Finding Resource Hogs

top is fine but htop is better. Install it:

sudo apt install htop  # Ubuntu/Debian
sudo yum install htop  # RHEL/CentOS

Better yet, use ps with custom formatting:

# Top 10 CPU consumers
ps aux --sort=-%cpu | head -11

# Top 10 memory consumers
ps aux --sort=-%mem | head -11

# Specific process CPU/memory
ps -p <PID> -o %cpu,%mem,cmd

Background Jobs and Disown

Start a long-running process in the background:

./long_running_script.sh &

But if you log out, it dies. Use nohup:

nohup ./long_running_script.sh &
# Output goes to nohup.out

Or disown to detach an already running job:

./long_running_script.sh &
disown

Even better, use screen or tmux for persistent sessions.

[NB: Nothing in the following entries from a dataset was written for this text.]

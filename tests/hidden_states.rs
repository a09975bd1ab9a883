use smc_rs::engine::{balance_hidden_states, merge_hidden_states};
use smc_rs::model::DemographicModel;
use smc_rs::EstimateError;

fn approx_eq(a: f64, b: f64, eps: f64) {
    assert!(
        (a - b).abs() <= eps,
        "expected {a} ~= {b} within eps={eps}, got diff={}",
        (a - b).abs()
    );
}

#[test]
fn balanced_states_are_coalescent_quantiles() {
    // flat model: quantile(p) = -ln(1 - p)
    let model = DemographicModel::new(&[0.5, 0.5, 0.5, 0.5], 0).expect("model init failed");
    let hs = balance_hidden_states(&model, 4).expect("balancing failed");

    assert_eq!(hs.len(), 5);
    assert_eq!(hs[0], 0.0);
    approx_eq(hs[1], -(1.0f64 - 0.25).ln(), 1e-12);
    approx_eq(hs[2], -(1.0f64 - 0.5).ln(), 1e-12);
    approx_eq(hs[3], -(1.0f64 - 0.75).ln(), 1e-12);
    for w in hs.windows(2) {
        assert!(w[1] > w[0], "reference points must increase");
    }
}

#[test]
fn merge_keeps_breakpoints_below_first_reference_point() {
    let model = DemographicModel::new(&[0.1, 0.2, 0.4, 0.8], 0).expect("model init failed");
    let hs = balance_hidden_states(&model, 2).expect("balancing failed");
    let merged = merge_hidden_states(&model, &hs).expect("merge failed");

    assert_eq!(merged[0], 0.0);
    for w in merged.windows(2) {
        assert!(w[1] > w[0], "hidden states must be strictly increasing");
    }
    let bound = hs[1];
    for c in model.breakpoints() {
        if c <= bound {
            assert!(
                merged.iter().any(|h| (h - c).abs() <= 1e-12),
                "breakpoint {c} below bound {bound} missing from hidden states"
            );
        }
    }
    // everything from the balancer survives the merge
    for h in &hs {
        assert!(merged.iter().any(|m| (m - h).abs() <= 1e-12));
    }
}

#[test]
fn merge_degenerates_to_reference_points() {
    // single ancient piece: the only breakpoint lies beyond the bound
    let model = DemographicModel::new(&[20.0], 0).expect("model init failed");
    let hs = balance_hidden_states(&model, 1).expect("balancing failed");
    assert_eq!(hs.len(), 2);
    assert!(model.breakpoints()[0] > hs[1]);

    let merged = merge_hidden_states(&model, &hs).expect("merge failed");
    assert_eq!(merged, hs);
}

#[test]
fn zero_intervals_is_a_discretization_error() {
    let model = DemographicModel::new(&[0.5], 0).expect("model init failed");
    let err = balance_hidden_states(&model, 0).expect_err("expected discretization error");
    match err.downcast_ref::<EstimateError>() {
        Some(EstimateError::Discretization(_)) => {}
        other => panic!("expected a discretization error, got {other:?}"),
    }
}

#[test]
fn merge_rejects_degenerate_reference_points() {
    let model = DemographicModel::new(&[0.5], 0).expect("model init failed");
    let err = merge_hidden_states(&model, &[0.0]).expect_err("expected discretization error");
    assert!(format!("{err:#}").contains("at least two"));
}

systemd: Modern Process Management

For production services, systemd is the way. Create a unit file:

[Unit]
Description=My Web App
After=network.target

[Service]
Type=simple
User=webuser
WorkingDirectory=/opt/myapp
ExecStart=/opt/myapp/server
Restart=always

[Install]
WantedBy=multi-user.target

Save to /etc/systemd/system/myapp.service and:

sudo systemctl daemon-reload
sudo systemctl start myapp
sudo systemctl enable myapp  # Start on boot
sudo systemctl status myapp  # Check status

systemd handles restart on failure, logging, and dependencies automatically.

Debugging Stuck Processes

Process stuck in D state (uninterruptible sleep)? It’s waiting on I/O. Check what it’s doing:

# See what files it has open
lsof -p <PID>

# See system calls it's making
strace -p <PID>

# Check I/O wait
iostat -x 1

Zombie Processes

Zombies happen when a child process finishes but the parent hasn’t called wait(). They’re harmless (use zero resources) but if you have thousands, something’s wrong with the parent.

Find zombie parents:

ps aux | awk '$8=="Z" {print $2}' | xargs -I {} ps -o ppid= -p {}

Then fix or restart the parent process.

Understanding process management makes debugging production issues way easier. Most problems come down to signals, states, or resource contention - and now you know how to diagnose all three.